For physicians treating hepatitis C patients, “the art is in choosing which patients to treat tomorrow,” said Donald Jensen, director of the Center for Liver Diseases at the University of Chicago. Not everyone with hepatitis C will get Sovaldi immediately, even though it may be the best choice for most patients. Pearson acknowledged the difficult conversation that is happening in exam rooms across the country: we could cure you now, but we have to wait.

Americans seem determined to block cost discussions – whenever possible – from treatment decisions. By statute, the Patient Centered Outcomes Research Institute (PCORI) isn’t allowed do cost-effectiveness analyses, but Rena Fox, a professor of medicine at the University of California, said physicians should be trained, in medical school, to talk about money. Physicians should “at least be aware of health economics, it should be part of the bedside manner…great doctors need to be aware of how costs effect their patients.”

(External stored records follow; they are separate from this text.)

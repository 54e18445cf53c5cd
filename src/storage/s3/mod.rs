use std::sync::Arc;

use anyhow::{Context, Result, anyhow};
use async_channel::Sender;
use async_trait::async_trait;
use aws_sdk_s3::Client;
use chrono::{DateTime, Utc};
use tokio::io::AsyncRead;
use tracing::{debug, trace};

use crate::config::ClientConfig;
use crate::storage::{Storage, StorageFactory, StorageTrait, convert_to_byte_stream_with_limit};
use crate::transfer::bandwidth::BandwidthLimiter;
use crate::types::error::S3mirrorError;
use crate::types::token::PipelineCancellationToken;
use crate::types::{ObjectEntry, ObjectUrl, StoragePath, SyncStatistics};

mod client_builder;

pub struct S3StorageFactory;

#[async_trait]
impl StorageFactory for S3StorageFactory {
    async fn create(
        storage_path: StoragePath,
        cancellation_token: PipelineCancellationToken,
        stats_sender: Sender<SyncStatistics>,
        client_config: Option<ClientConfig>,
        rate_limiter: Option<Arc<BandwidthLimiter>>,
    ) -> Storage {
        let StoragePath::S3 { bucket, prefix } = &storage_path else {
            panic!("not an s3 storage path.")
        };

        let client = client_config.unwrap_or_default().create_client().await;

        Box::new(S3Storage {
            client: Arc::new(client),
            bucket: bucket.clone(),
            prefix: prefix.clone(),
            cancellation_token,
            stats_sender,
            rate_limiter,
        })
    }
}

#[derive(Clone)]
pub struct S3Storage {
    client: Arc<Client>,
    bucket: String,
    prefix: String,
    cancellation_token: PipelineCancellationToken,
    stats_sender: Sender<SyncStatistics>,
    rate_limiter: Option<Arc<BandwidthLimiter>>,
}

impl S3Storage {
    fn full_key(&self, key: &str) -> String {
        if self.prefix.is_empty() {
            return key.to_string();
        }

        if self.prefix.ends_with('/') {
            format!("{}{}", self.prefix, key)
        } else {
            format!("{}/{}", self.prefix, key)
        }
    }

    fn relative_key<'a>(&self, full_key: &'a str) -> &'a str {
        let relative = full_key.strip_prefix(&self.prefix).unwrap_or(full_key);
        relative.strip_prefix('/').unwrap_or(relative)
    }
}

#[async_trait]
impl StorageTrait for S3Storage {
    fn is_local_storage(&self) -> bool {
        false
    }

    fn object_url(&self, key: &str) -> ObjectUrl {
        ObjectUrl::Remote {
            bucket: self.bucket.clone(),
            key: self.full_key(key),
        }
    }

    async fn list_objects(&self, sender: &Sender<ObjectEntry>, max_keys: i32) -> Result<()> {
        trace!(bucket = self.bucket, prefix = self.prefix, "listing bucket.");

        let mut pages = self
            .client
            .list_objects_v2()
            .bucket(&self.bucket)
            .prefix(&self.prefix)
            .max_keys(max_keys)
            .into_paginator()
            .send();

        while let Some(page) = pages.next().await {
            let page = page?;

            for object in page.contents() {
                let Some(full_key) = object.key() else {
                    continue;
                };
                let key = self.relative_key(full_key).to_string();
                if key.is_empty() || key.ends_with('/') {
                    continue;
                }

                let entry = ObjectEntry {
                    url: ObjectUrl::Remote {
                        bucket: self.bucket.clone(),
                        key: full_key.to_string(),
                    },
                    key,
                    size: object.size().unwrap_or_default(),
                    last_modified: object
                        .last_modified()
                        .map(to_chrono)
                        .unwrap_or(DateTime::UNIX_EPOCH),
                    e_tag: object.e_tag().map(|e_tag| e_tag.to_string()),
                };

                tokio::select! {
                    result = sender.send(entry) => {
                        if result.is_err() {
                            // the consumer is gone, normal shutdown
                            return Ok(());
                        }
                    },
                    _ = self.cancellation_token.cancelled() => {
                        debug!("bucket listing has been cancelled.");
                        return Err(anyhow!(S3mirrorError::Cancelled));
                    }
                }
            }
        }

        trace!(bucket = self.bucket, prefix = self.prefix, "listing bucket completed.");
        Ok(())
    }

    async fn stat_object(&self, key: &str) -> Result<ObjectEntry> {
        let full_key = self.full_key(key);
        let head_object_output = self
            .client
            .head_object()
            .bucket(&self.bucket)
            .key(&full_key)
            .send()
            .await?;

        Ok(ObjectEntry {
            key: key.to_string(),
            url: ObjectUrl::Remote {
                bucket: self.bucket.clone(),
                key: full_key,
            },
            size: head_object_output.content_length().unwrap_or_default(),
            last_modified: head_object_output
                .last_modified()
                .map(to_chrono)
                .unwrap_or(DateTime::UNIX_EPOCH),
            e_tag: head_object_output.e_tag().map(|e_tag| e_tag.to_string()),
        })
    }

    async fn get_object_reader(
        &self,
        key: &str,
    ) -> Result<Box<dyn AsyncRead + Send + Sync + Unpin>> {
        let get_object_output = self
            .client
            .get_object()
            .bucket(&self.bucket)
            .key(self.full_key(key))
            .send()
            .await?;

        Ok(Box::new(get_object_output.body.into_async_read()))
    }

    async fn put_object(
        &self,
        key: &str,
        reader: Box<dyn AsyncRead + Send + Sync + Unpin>,
        size: u64,
        _last_modified: Option<DateTime<Utc>>,
    ) -> Result<()> {
        let body = convert_to_byte_stream_with_limit(
            reader,
            self.stats_sender.clone(),
            self.rate_limiter.clone(),
            self.cancellation_token.clone(),
        );

        self.client
            .put_object()
            .bucket(&self.bucket)
            .key(self.full_key(key))
            .content_length(size as i64)
            .body(body)
            .send()
            .await
            .with_context(|| format!("put_object failed. key={key}."))?;

        Ok(())
    }

    async fn delete_object(&self, key: &str) -> Result<()> {
        self.client
            .delete_object()
            .bucket(&self.bucket)
            .key(self.full_key(key))
            .send()
            .await?;

        Ok(())
    }

    fn get_stats_sender(&self) -> Sender<SyncStatistics> {
        self.stats_sender.clone()
    }

    async fn send_stats(&self, stats: SyncStatistics) {
        let _ = self.stats_sender.send(stats).await;
    }
}

fn to_chrono(date_time: &aws_smithy_types::DateTime) -> DateTime<Utc> {
    DateTime::from_timestamp(date_time.secs(), date_time.subsec_nanos())
        .unwrap_or(DateTime::UNIX_EPOCH)
}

Reflecting on Germany’s Institute for Quality and Efficiency in Health Care (IQWIG), Germany’s former Federal Minister of Health Daniel Bahr said Germany would no longer pay for a new drug simply because it’s new; it must show an added benefit to the standard of care, and be cost effective. Bahr described Germany prior to IQWIG as a “paradise” for pharma companies, but said it wasn’t sustainable. Of the 61 drugs seeking an entrance into the largest drug market in Europe over the last two years, Bahr said 39 of 61 showed an added benefit, and five drugs were pulled from the review process by their sponsors, due to an unacceptable reimbursement price. But that’s okay, says Bahr. Germany spends 11% of its GDP on health (the US spent 17% in 2012) and Germans will get access to the drugs that really matter, he said.

John Castellani, PhRMA’s president and CEO, wondered if the US insurance model is the real culprit when it comes to pharma’s pricing-related reputation problem. “Drugs are only 10 or 12 percent of the total healthcare cost, but they’re 40 percent of patients’ out-of-pocket costs” – that’s where the negative perception comes in, he said. Steve Miller, SVP and chief medical officer at Express Scripts, countered by saying that prices go down over time in every other industry – he used computers as an example – but in pharma, “prices only go up.” Castellani responded that drug prices haven’t gone up more than other healthcare services. Miller also called for innovation in drug manufacturing and a reflection of that innovation in the price tag. He said Regeneron Pharmaceuticals, for example, brought three drugs to market for under $1 billion, due to the company’s innovative platform technology for R&D. On clinical development costs, Castellani said industry can “only be as innovative as our regulators.”

Like a Greek chorus, the Affordable Care Act floated several times across panels and conversations, and panel moderators wondered what if any effect healthcare reform will have on drug costs. Addressing this question from the audience after his panel, Steven Pearson, from NIH, said the evidence points to status quo. “In 10 years, it looks like we’re still doing fee-for-service for drugs,” he said.

In the last panel of the meeting, Lowell Schnipper, clinical director of hematology and oncology, Beth Israel Deconness Medical Center, said “the personal bankruptcy toll in cancer is terrible.” However, research shows that patients don’t like doctors making treatment decisions based on societal or systemic costs, noted Matt DeCamp, assistant professor of bioethics at Johns Hopkins University.

With specialty drug spend trending up, by double digits, each year, everyone agreed that something has to give. Schnipper said the focus must be placed on value and not cost, a phrase familiar to anyone who’s attended any healthcare conference in the last few years. “Everything in our economy reflects gradations of value,” said Schnipper. “Except healthcare.”

 

*PhRMA’s John Castellani upgraded the well-known $1 billion figure – industry’s go-to number for the average cost of bringing a drug from discovery to launch – to $1.2 billion. A cost of living adjustment, perhaps?